In the dream, I don’t know if I actually got an answer. I know that things soon turned from the discussion with its serious intentions and moments of laughing, to a kind of transportation through my levels of awakening. I was at once aware of risks in the real world for being oneself, around the myth of freedom of speech here, and tentacles of consequences that would demand careful swimming to escape their potential grasp. This swimming to the surface had a sort of control about it, a careful regard of the dangers of a too rapid accent. Some of the tentacles I saw had social implications, other economic, still others sought to ruin potential and retard the growth of self and others. As I lumbered into awakeness, the most important details and plans were just unfurling, down below the light in the fathoms of sleep.
So much can happen with one exchange between two people, that it makes me wonder how much of the details I miss every day. I want to go back to the moments that I had with her, and learn to be in those moments more fully. I want to be able to say those things that have taken me months to realize, and I want to say them to her.
It is the same moment, that I keep like a cherished timepiece. More than the object itself, which is the actual remembering of the moment with her, there is the ritual of the moment. Every day I wind the watch, keeping the moment alive. It is no longer a memory, it is a diurnal event, like a sunrise, but more like a sunset. It is a moment of hiding, but it reveals something to me. I still don’t know if it is about her or about me. I bring out the watch again, I wind the memory into motion, I check the time, just as a minute hand swings…
She is able to talk with her body, with her expressions, her eyes. I could never know the intention behind her unspoken dialogue, but that it reaches me has to do with a fantastic culmination of human gesture, endorphins, proto-language. It is the moment when the human animal opens to the human animal. I was opened. She did it whether or not see intended to do it. This writing is my way of learning what happened, and maybe, of telling her what she did.
The moments came and went too quickly. There wasn’t enough time to respond to what she had said. It’s more like there wasn’t enough perspective at the moment to see how the stone thrown into the pond would create the rippled waves, extending over time.

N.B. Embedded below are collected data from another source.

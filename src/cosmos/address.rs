// SPDX-License-Identifier: AGPL-3.0-or-later
//
// Copyright (C) 2026 Relational Network

//! Bech32 address derivation across chains.
//!
//! A Cosmos account is one 20-byte payload; each chain only changes the
//! human-readable prefix. Derivation decodes the payload once and re-encodes
//! it for every chain profile.

use bech32::{Bech32, Hrp};

use crate::models::{ChainProfile, DerivedAddress};

/// Errors produced while decoding or re-encoding addresses.
#[derive(Debug, Clone, PartialEq, Eq, thiserror::Error)]
pub enum AddressError {
    #[error("Invalid address format: {0}")]
    InvalidAddressFormat(String),

    #[error("Invalid bech32 prefix `{prefix}`: {reason}")]
    InvalidPrefix { prefix: String, reason: String },
}

/// Decoded source address: prefix plus payload bytes.
#[derive(Debug, Clone, PartialEq, Eq)]
pub struct DecodedAddress {
    pub prefix: String,
    pub payload: Vec<u8>,
}

/// Decode a bech32 address, verifying its checksum.
pub fn decode_address(address: &str) -> Result<DecodedAddress, AddressError> {
    let trimmed = address.trim();
    if trimmed.is_empty() {
        return Err(AddressError::InvalidAddressFormat(
            "address is empty".to_string(),
        ));
    }

    let (hrp, payload) = bech32::decode(trimmed)
        .map_err(|e| AddressError::InvalidAddressFormat(e.to_string()))?;

    if payload.is_empty() {
        return Err(AddressError::InvalidAddressFormat(
            "address has no payload".to_string(),
        ));
    }

    Ok(DecodedAddress {
        prefix: hrp.to_lowercase(),
        payload,
    })
}

/// Encode a payload under the given prefix.
pub fn encode_address(prefix: &str, payload: &[u8]) -> Result<String, AddressError> {
    let hrp = parse_prefix(prefix)?;
    bech32::encode::<Bech32>(hrp, payload).map_err(|e| AddressError::InvalidPrefix {
        prefix: prefix.to_string(),
        reason: e.to_string(),
    })
}

/// Check that a prefix can be used as a bech32 human-readable part.
pub fn validate_prefix(prefix: &str) -> Result<(), AddressError> {
    parse_prefix(prefix).map(|_| ())
}

fn parse_prefix(prefix: &str) -> Result<Hrp, AddressError> {
    if prefix.is_empty() {
        return Err(AddressError::InvalidPrefix {
            prefix: prefix.to_string(),
            reason: "prefix is empty".to_string(),
        });
    }
    Hrp::parse(prefix).map_err(|e| AddressError::InvalidPrefix {
        prefix: prefix.to_string(),
        reason: e.to_string(),
    })
}

/// Derive one address per chain from a single source address.
///
/// Fails only if the source address cannot be decoded or a profile carries
/// an unusable prefix; profiles are validated when resolved from the
/// directory, so the latter indicates a programming error upstream.
pub fn derive_addresses(
    source: &str,
    chains: &[ChainProfile],
) -> Result<Vec<DerivedAddress>, AddressError> {
    let decoded = decode_address(source)?;

    chains
        .iter()
        .map(|profile| {
            let address = encode_address(&profile.address_prefix, &decoded.payload)?;
            Ok(DerivedAddress {
                chain_name: profile.name.clone(),
                address,
                profile: profile.clone(),
            })
        })
        .collect()
}
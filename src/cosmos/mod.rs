// SPDX-License-Identifier: AGPL-3.0-or-later
//
// Copyright (C) 2026 Relational Network

//! Cosmos chain access.
//!
//! - `address` - bech32 decoding and per-chain address derivation
//! - `client` - REST query client and its trait seam
//! - `denom` - IBC denom resolution and decimal scaling
//! - `apr` - staking APR from mint and staking module state
//! - `types` - REST gateway wire types

pub mod address;
pub mod apr;
pub mod client;
pub mod denom;
pub mod types;

pub use client::{
    ChainClientError, ChainClientFactory, ChainQuery, DelegationEntry, LcdClient,
    LcdClientFactory, ValidatorReward,
};
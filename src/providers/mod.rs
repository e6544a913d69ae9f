// SPDX-License-Identifier: AGPL-3.0-or-later
//
// Copyright (C) 2026 Relational Network

//! Upstream data providers.
//!
//! - `directory` - chain registry (cosmos.directory) and the profile cache
//! - `coingecko` - fiat price quotes
//! - `osmosis` - AMM token and pair market data

pub mod coingecko;
pub mod directory;
pub mod osmosis;

use std::time::Duration;

use reqwest::Client;
use serde::de::DeserializeOwned;

use crate::models::FailureKind;

#[derive(Debug, Clone, PartialEq, Eq, thiserror::Error)]
pub enum ProviderError {
    #[error("Provider request failed: {0}")]
    Request(String),

    #[error("Provider request timed out: {0}")]
    Timeout(String),

    #[error("Provider response was invalid: {0}")]
    InvalidResponse(String),

    #[error("Not found: {0}")]
    NotFound(String),
}

impl ProviderError {
    pub fn kind(&self) -> FailureKind {
        match self {
            ProviderError::Request(_) => FailureKind::NetworkUnavailable,
            ProviderError::Timeout(_) => FailureKind::Timeout,
            ProviderError::InvalidResponse(_) => FailureKind::MalformedResponse,
            ProviderError::NotFound(_) => FailureKind::ChainUnsupported,
        }
    }
}

/// Build the HTTP client shared by a provider.
pub(crate) fn http_client(timeout: Duration) -> Result<Client, ProviderError> {
    Client::builder()
        .timeout(timeout)
        .build()
        .map_err(|e| ProviderError::Request(format!("failed to build HTTP client: {e}")))
}

/// GET `url` and decode the JSON body.
pub(crate) async fn get_json<T: DeserializeOwned>(
    http: &Client,
    url: &str,
    query: &[(&str, &str)],
) -> Result<T, ProviderError> {
    let response = http.get(url).query(query).send().await.map_err(|e| {
        if e.is_timeout() {
            ProviderError::Timeout(format!("GET {url}"))
        } else {
            ProviderError::Request(format!("GET {url} failed: {e}"))
        }
    })?;

    let status = response.status();
    if status == reqwest::StatusCode::NOT_FOUND {
        return Err(ProviderError::NotFound(url.to_string()));
    }
    if !status.is_success() {
        return Err(ProviderError::Request(format!("GET {url} returned {status}")));
    }

    response
        .json()
        .await
        .map_err(|e| ProviderError::InvalidResponse(format!("GET {url} invalid JSON: {e}")))
}
// SPDX-License-Identifier: AGPL-3.0-or-later
//
// Copyright (C) 2026 Relational Network

//! Fiat price endpoint.

use axum::{
    extract::{Path, State},
    Json,
};
use serde::Serialize;
use utoipa::ToSchema;

use crate::{
    cache::{keys, read_json, write_json},
    error::ApiError,
    models::PriceQuote,
    providers::ProviderError,
    state::AppState,
};

#[derive(Debug, Clone, PartialEq, Serialize, ToSchema)]
#[serde(untagged)]
pub enum PriceResponse {
    Quote(PriceQuote),
    /// `{"no": "price"}` when there is nothing to quote.
    Missing { no: String },
}

impl PriceResponse {
    fn missing() -> Self {
        PriceResponse::Missing {
            no: "price".to_string(),
        }
    }
}

/// USD, CAD and EUR quotes for a CoinGecko id.
#[utoipa::path(
    get,
    path = "/price/{id}",
    tag = "Prices",
    params(("id" = String, Path, description = "CoinGecko asset id, e.g. `cosmos`")),
    responses(
        (status = 200, description = "Price quote, or `{\"no\": \"price\"}`", body = PriceResponse),
        (status = 503, description = "Price provider unavailable")
    )
)]
pub async fn get_price(
    State(state): State<AppState>,
    Path(id): Path<String>,
) -> Result<Json<PriceResponse>, ApiError> {
    let id = id.trim();
    if id.is_empty() {
        return Ok(Json(PriceResponse::missing()));
    }

    let key = keys::price(id);
    if let Some(quote) = read_json::<PriceQuote>(state.cache.as_ref(), &key) {
        return Ok(Json(PriceResponse::Quote(quote)));
    }

    match state.prices.price(id).await {
        Ok(quote) => {
            write_json(state.cache.as_ref(), &key, state.config.ttl.price, &quote);
            Ok(Json(PriceResponse::Quote(quote)))
        }
        Err(ProviderError::NotFound(_)) => Ok(Json(PriceResponse::missing())),
        Err(e) => {
            tracing::warn!(id = %id, error = %e, "Price lookup failed");
            Err(ApiError::service_unavailable(e.to_string()))
        }
    }
}

/// `/price/` without an id.
#[utoipa::path(
    get,
    path = "/price/",
    tag = "Prices",
    responses((status = 200, description = "Always `{\"no\": \"price\"}`", body = PriceResponse))
)]
pub async fn no_price() -> Json<PriceResponse> {
    Json(PriceResponse::missing())
}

There is an opening. Something took place that let us enter into the space of meeting, more than our first introduction. An implicit trust is detected, that gives us the hope that we may be able to let this person inside our protective shell. In through that carapace, where we nurse our wounds, we are still not ready to let them inside our space where we experience our being wounded. We often don’t even let ourselves inside. Still the other is a promise, a hope that we will someday let them inside. We become open to the possibility of giving up on this shell, of mending our wounds.